Mitochondrial ATP synthase deficiency due to a mutation in the ATP5E gene for the F1 epsilon subunit

F1Fo-ATP synthase is a key Enzyme of mitochondrial energy provision producing most of cellular ATP. So far, mitochondrial diseases caused by isolated disorders of the ATP Synthase have been shown to result from mutations in mtDNA genes for the subunits ATP6 and ATP8 or in nuclear genes encoding the biogenesis factors TMEM70 and ATPAF2. Here, we describe a patient with a homozygous p.Tyr12Cys mutation in the epsilon subunit encoded by the nuclear gene ATP5E. The 22-year-old woman presented with neonatal onset, lactic acidosis, 3-methylglutaconic aciduria, mild mental retardation and developed peripheral neuropathy.
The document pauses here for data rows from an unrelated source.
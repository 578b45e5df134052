//! Handlers for the `/employees` resource.

use abaad_core::error::CoreError;
use abaad_core::types::DbId;
use abaad_core::validation::{
    missing, non_blank, nonzero_amount, positive_id, require_non_negative,
};
use abaad_db::models::employee::{Employee, EmployeeInput, EmployeeRecord};
use abaad_db::repositories::EmployeeRepo;
use axum::extract::State;
use axum::http::StatusCode;
use axum::Json;

use crate::error::{AppError, AppResult};
use crate::extract::{AppJson, AppPath};
use crate::response::{Created, MessageResponse};
use crate::state::AppState;

const ENTITY: &str = "Employee";

fn validate(input: &EmployeeInput) -> Result<EmployeeRecord, CoreError> {
    let (
        Some(name),
        Some(role_id),
        Some(salary),
        Some(branch_id),
        Some(department_id),
        Some(hire_date),
    ) = (
        non_blank(&input.name),
        positive_id(input.role_id),
        nonzero_amount(input.salary),
        positive_id(input.branch_id),
        positive_id(input.department_id),
        input.hire_date,
    )
    else {
        return Err(missing("Required fields missing"));
    };

    Ok(EmployeeRecord {
        name,
        role_id,
        salary: require_non_negative(salary, "Salary")?,
        branch_id,
        department_id,
        manager_id: positive_id(input.manager_id),
        hire_date,
        email: non_blank(&input.email),
        phone_number: non_blank(&input.phone_number),
    })
}

/// GET /api/employees
pub async fn list(State(state): State<AppState>) -> AppResult<Json<Vec<Employee>>> {
    let employees = EmployeeRepo::list(&state.pool).await?;
    Ok(Json(employees))
}

/// GET /api/employees/{id}
pub async fn get_by_id(
    State(state): State<AppState>,
    AppPath(id): AppPath<DbId>,
) -> AppResult<Json<Employee>> {
    let employee = EmployeeRepo::find_by_id(&state.pool, id)
        .await?
        .ok_or(AppError::Core(CoreError::not_found(ENTITY, id)))?;
    Ok(Json(employee))
}

/// POST /api/employees
pub async fn create(
    State(state): State<AppState>,
    AppJson(input): AppJson<EmployeeInput>,
) -> AppResult<(StatusCode, Json<Created>)> {
    let record = validate(&input)?;
    let id = EmployeeRepo::create(&state.pool, &record).await?;
    Ok((
        StatusCode::CREATED,
        Json(Created::new(ENTITY, "EmployeeID", id)),
    ))
}

/// PUT /api/employees/{id}
pub async fn update(
    State(state): State<AppState>,
    AppPath(id): AppPath<DbId>,
    AppJson(input): AppJson<EmployeeInput>,
) -> AppResult<Json<MessageResponse>> {
    let record = validate(&input)?;
    if record.manager_id == Some(id) {
        return Err(CoreError::Validation("An employee cannot manage themselves".into()).into());
    }
    if !EmployeeRepo::update(&state.pool, id, &record).await? {
        return Err(CoreError::not_found(ENTITY, id).into());
    }
    Ok(Json(MessageResponse::updated(ENTITY)))
}

/// DELETE /api/employees/{id}
pub async fn delete(
    State(state): State<AppState>,
    AppPath(id): AppPath<DbId>,
) -> AppResult<Json<MessageResponse>> {
    if EmployeeRepo::delete(&state.pool, id).await? {
        Ok(Json(MessageResponse::deleted(ENTITY)))
    } else {
        Err(AppError::Core(CoreError::not_found(ENTITY, id)))
    }
}
//! Role entity model.

use abaad_core::types::DbId;
use serde::{Deserialize, Serialize};
use sqlx::FromRow;

/// A role row from the `roles` table.
#[derive(Debug, Clone, FromRow, Serialize)]
pub struct Role {
    #[serde(rename = "RoleID")]
    pub id: DbId,
    #[serde(rename = "Title")]
    pub title: String,
    #[serde(rename = "EmployeeCount")]
    pub employee_count: i64,
}

#[derive(Debug, Clone, Default, Deserialize)]
pub struct RoleInput {
    #[serde(rename = "Title")]
    pub title: Option<String>,
}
Patient fibroblasts showed 60-70% decrease in both oligomycin-sensitive ATPase activity and mitochondrial ATP synthesis. The mitochondrial content of the ATP Synthase complex was equally reduced, but its size was normal and it contained the mutated epsilon subunit. A similar reduction was found in all investigated F1 and Fo subunits with the exception of Fo subunit c, which was found to accumulate in a detergent-insoluble form. This is the first case of a mitochondrial disease due to a mutation in a nuclear encoded structural subunit of the ATP Synthase. Our results indicate an essential role of the epsilon subunit in the biosynthesis and assembly of the F1 part of the ATP Synthase. Furthermore, the epsilon subunit seems to be involved in the incorporation of subunit c to the rotor structure of the mammalian Enzyme.